What you are asked to do: Please work out how many lines in the data below contain "expect", and reply with that number alone.

══ Dataset content

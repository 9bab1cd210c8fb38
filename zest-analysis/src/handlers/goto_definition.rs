//! Implements `textDocument/definition`.

use anyhow::Result;
use line_index::LineIndex;
use lsp_types::Location;
use tracing::debug;
use zest_ast::AstNode;

use crate::Document;
use crate::Workspace;
use crate::handlers::common::position_to_offset;
use crate::handlers::common::reference_node_at;
use crate::handlers::common::span_to_range;

/// Resolves the definition at `position` in `uri`.
///
/// Returns `Ok(None)` for an unresolved reference, a position outside
/// any reference node, or a document that isn't open — all normal,
/// non-error outcomes per §7. Returns `Err` for a [`crate::FacadeError`],
/// including the contract violation of pointing this at a variable
/// node — a programmer error, fatal to this call, not a result to
/// swallow into `None`.
pub fn goto_definition(
    workspace: &Workspace,
    uri: &url::Url,
    position: lsp_types::Position,
) -> Result<Option<Location>> {
    let Some(document) = workspace.document(uri) else {
        debug!(%uri, "goto_definition: document not open");
        return Ok(None);
    };
    let index = LineIndex::new(document.text());
    let Some(offset) = position_to_offset(&index, position) else {
        return Ok(None);
    };
    let Some(node) = reference_node_at(document.root().syntax(), offset) else {
        return Ok(None);
    };

    let definition = workspace.definition_for_node(document, &node)?;

    Ok(definition.map(|definition| {
        // The target document may not be open (e.g. a definition in a
        // file the editor never loaded); fall back to a transient,
        // non-promoting load through the content provider before
        // giving up and reporting a zero range.
        let loaded;
        let target_text = match workspace.document(&definition.uri) {
            Some(doc) => Some(doc.text()),
            None => {
                loaded = workspace.load_document(&definition.uri);
                loaded.as_ref().map(Document::text)
            }
        };
        let range = target_text
            .map(|text| span_to_range(&LineIndex::new(text), definition.span))
            .unwrap_or_default();
        Location::new(definition.uri, range)
    }))
}

#[cfg(test)]
mod tests {
    use super::*;
    use url::Url;

    #[test]
    fn resolves_function_call_to_its_definition() {
        let mut workspace = Workspace::new();
        let uri = Url::parse("file:///a.zst").unwrap();
        workspace.open_document(uri.clone(), "function greet() {}\ngreet();\n".to_string());

        let location = goto_definition(&workspace, &uri, lsp_types::Position::new(1, 1))
            .unwrap()
            .expect("definition should resolve");
        assert_eq!(location.uri, uri);
        assert_eq!(location.range.start.line, 0);
    }

    #[test]
    fn resolves_a_definition_in_a_document_not_open_via_content_provider() {
        let mut workspace = Workspace::new();
        let a = Url::parse("file:///a.zst").unwrap();
        let b = Url::parse("file:///b.zst").unwrap();
        let mut provider = crate::content::StaticContentProvider::new();
        provider.insert(b.clone(), "function greet() {}\n".to_string());
        workspace.set_content_provider(provider);
        workspace.open_document(a.clone(), "greet();\n".to_string());
        workspace.open_document_from_provider(&b);
        workspace.unload_document_buffer(&b);

        let location = goto_definition(&workspace, &a, lsp_types::Position::new(0, 1))
            .unwrap()
            .expect("definition should resolve through the content provider");
        assert_eq!(location.uri, b);
        assert_eq!(location.range.start.line, 0);
    }

    #[test]
    fn variable_node_is_a_contract_violation_for_the_handler() {
        let mut workspace = Workspace::new();
        let uri = Url::parse("file:///a.zst").unwrap();
        workspace.open_document(uri.clone(), "$a = 1;\n".to_string());
        let err = goto_definition(&workspace, &uri, lsp_types::Position::new(0, 1)).unwrap_err();
        assert!(matches!(
            err.downcast_ref::<crate::FacadeError>(),
            Some(crate::FacadeError::VariableNodeRequested)
        ));
    }
}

════

Result of the exercise: 2